Thu Jun 4 13:27:25 EDT 2009

On Thu, Jun 4, 2009 at 12:32 PM, Alan G Isaac <aisaac at american.edu> wrote:
> On 6/4/2009 11:29 AM josef.pktd at gmail.com apparently wrote:
>> intersect1d  is the intersection between sets (which are stored as
>> arrays), just like in the mathematical definition the two sets only
>> have unique elements
>
> Hmmm. OK, I see you and Robert believe this.
> But it does not match the documentation.
> But indeed, I see that the documentation is incorrect.
> E.g.,
>
>>>> np.intersect1d([1,1,2,3,3,4],[1,4])
> array([1, 1, 3, 4])
>
> Is this a bug or a documentation bug?
>
>
>
>> intersect1d_nu is the intersection between two arrays which can have
>> repeated elements. The result is a set, i.e. unique elements, stored
>> as an array
>
>> same for setmember1d, setmember1d_nu
>
> I cannot understand this.
> Following your proposed reasoning,
> I expect a[setmember1d_nu(a,b)]
> to return the same as
> intersect1d_nu(a, b).
> It does not.

I don't have setmember1d_nu available right now, but from my reading
we should have

 intersect1d_nu(a, b).== np.unique(a[setmember1d_nu(a,b)])

>
>
>
>> so  postfix `_nu` only means that this function also works
>> if the two arrays are not really sets
>
> But that just begs the question: what does 'works' mean?
> See my previous comment (above).
>
>
>
>> intersect1d should throw a domain error if you give it arrays with
>> non-unique elements, which is not done for speed reasons
>
> *If* intersect1d behaved *exactly* as documented,
> the example
> intersect1d(a, np.unique(b))
> shows that the documented behavior can be useful.
> And indeed, this would be the match to
> a[setmember1d_nu(a,b)]

I'm don't know if anyone looked at the behavior for "unintented" usage

intersect1d  rearranges, sorts
>>> np.intersect1d([4,1,3,3],[3,4])
array([3, 3, 4])

but it gives you the correct multiplicity
>>> np.intersect1d([4,4,4,1,3,3],np.unique([3,4,3,0]))
array([3, 3, 4, 4, 4])

so I guess, we have
np.intersect1d([4,4,4,1,3,3], np.unique([3,4,3,0])) ==
np.sort(a[setmember1d_nu(a,b)])

for the example from the help file I don't find any meaningful interpretation
>>> np.intersect1d([1,3,3],[3,1,1])
array([1, 1, 3, 3])

wrong answer
>>> np.setmember1d([4,1,1,3,3],[3,4])
array([ True,  True, False,  True,  True], dtype=bool)
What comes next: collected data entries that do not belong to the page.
// SPDX-License-Identifier: BUSL-1.1
// Copyright (c) 2026 Alfred Jean LLC

//! State reconciliation after a restart: a job left `running` when the
//! process died has an item left `running` with no dispatcher task alive
//! to ever resolve it. Reset that item to `pending` and the job to
//! `stopped` so the user's explicit `resume` is what restarts it, rather
//! than the dispatcher silently picking up an item whose render-service
//! prompt may or may not still be in flight.

use sg_core::{SampleJobItemStatus, SampleJobStatus};
use sg_storage::Store;

pub async fn recover_interrupted_jobs(store: &Store) -> sg_storage::StoreResult<()> {
    let jobs = store.list_jobs().await?;
    for job in jobs.into_iter().filter(|job| job.status == SampleJobStatus::Running) {
        let items = store.list_job_items(job.id.clone()).await?;
        for item in items.into_iter().filter(|item| item.status == SampleJobItemStatus::Running) {
            tracing::warn!(job_id = %job.id, item_id = %item.id, "resetting item left running across restart");
            store.reset_item_to_pending(item.id).await?;
        }
        store.set_job_status(job.id.clone(), SampleJobStatus::Stopped, None).await?;
        tracing::info!(job_id = %job.id, "job left running across restart, marked stopped");
    }
    Ok(())
}

#[cfg(test)]
mod tests {
    use super::*;
    use sg_core::{NewSamplePreset, PromptEntry, SamplerSchedulerPair};

    async fn seeded_preset(store: &Store) -> sg_core::SamplePreset {
        store
            .create_sample_preset(NewSamplePreset {
                name: "grid".into(),
                prompts: vec![PromptEntry { name: "a".into(), text: "A cat".into() }],
                negative_prompt: "blurry".into(),
                steps: vec![20],
                cfgs: vec![5.0],
                sampler_scheduler_pairs: vec![SamplerSchedulerPair {
                    sampler: "euler".into(),
                    scheduler: "normal".into(),
                }],
                seeds: vec![1],
                width: 512,
                height: 512,
            })
            .await
            .expect("create preset")
    }

    #[tokio::test]
    async fn resets_running_job_and_its_running_item_to_stopped_and_pending() {
        let store = Store::open_in_memory().expect("open");
        let preset = seeded_preset(&store).await;
        let job_id = sg_core::SampleJobId::new();
        let job = sg_core::SampleJob {
            id: job_id.clone(),
            training_run_name: "run-1".into(),
            sample_preset_id: preset.id,
            workflow_name: "basic".into(),
            vae: None,
            clip: None,
            shift: None,
            status: SampleJobStatus::Running,
            total_items: 1,
            completed_items: 0,
            error_message: None,
            created_at: chrono::Utc::now(),
            updated_at: chrono::Utc::now(),
        };
        store.insert_job(job, serde_json::json!({})).await.expect("insert job");

        let item = sg_core::SampleJobItem {
            id: sg_core::SampleJobItemId::new(),
            job_id: job_id.clone(),
            checkpoint_filename: "m.safetensors".into(),
            comfy_ui_model_path: "m.safetensors".into(),
            prompt_name: "a".into(),
            prompt_text: "A cat".into(),
            steps: 20,
            cfg: 5.0,
            sampler_name: "euler".into(),
            scheduler: "normal".into(),
            seed: 1,
            width: 512,
            height: 512,
            status: SampleJobItemStatus::Pending,
            comfy_ui_prompt_id: None,
            output_path: None,
            error_message: None,
            duration_ms: None,
            created_at: chrono::Utc::now(),
            updated_at: chrono::Utc::now(),
        };
        let item_id = item.id.clone();
        store.insert_job_items(vec![item]).await.expect("insert items");
        store.mark_item_running(item_id.clone(), "prompt-1".into()).await.expect("mark running");

        recover_interrupted_jobs(&store).await.expect("recover");

        let job = store.get_job(job_id.clone()).await.expect("get job");
        assert_eq!(job.status, SampleJobStatus::Stopped);
        let items = store.list_job_items(job_id).await.expect("list items");
        assert_eq!(items[0].status, SampleJobItemStatus::Pending);
        assert_eq!(items[0].comfy_ui_prompt_id, None);
    }

    #[tokio::test]
    async fn leaves_non_running_jobs_untouched() {
        let store = Store::open_in_memory().expect("open");
        let preset = seeded_preset(&store).await;
        let job_id = sg_core::SampleJobId::new();
        let job = sg_core::SampleJob {
            id: job_id.clone(),
            training_run_name: "run-1".into(),
            sample_preset_id: preset.id,
            workflow_name: "basic".into(),
            vae: None,
            clip: None,
            shift: None,
            status: SampleJobStatus::Completed,
            total_items: 0,
            completed_items: 0,
            error_message: None,
            created_at: chrono::Utc::now(),
            updated_at: chrono::Utc::now(),
        };
        store.insert_job(job, serde_json::json!({})).await.expect("insert job");

        recover_interrupted_jobs(&store).await.expect("recover");

        let job = store.get_job(job_id).await.expect("get job");
        assert_eq!(job.status, SampleJobStatus::Completed);
    }
}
Note: there are two versions of the docs for np.intersect1d, the
currently published docs which describe the actual behavior (for the
non-unique case), and the new docs on the doc editor
http://docs.scipy.org/numpy/docs/numpy.lib.arraysetops.intersect1d/
that describe the "intended" usage of the functions, which also
corresponds closer to the original source docstring
(http://docs.scipy.org/numpy/docs/numpy.lib.arraysetops.intersect1d/?revision=-227
). that's my interpretation

If you think that functions make sense also for the "unintended"
usage, then you could add an example to the new docs.

Josef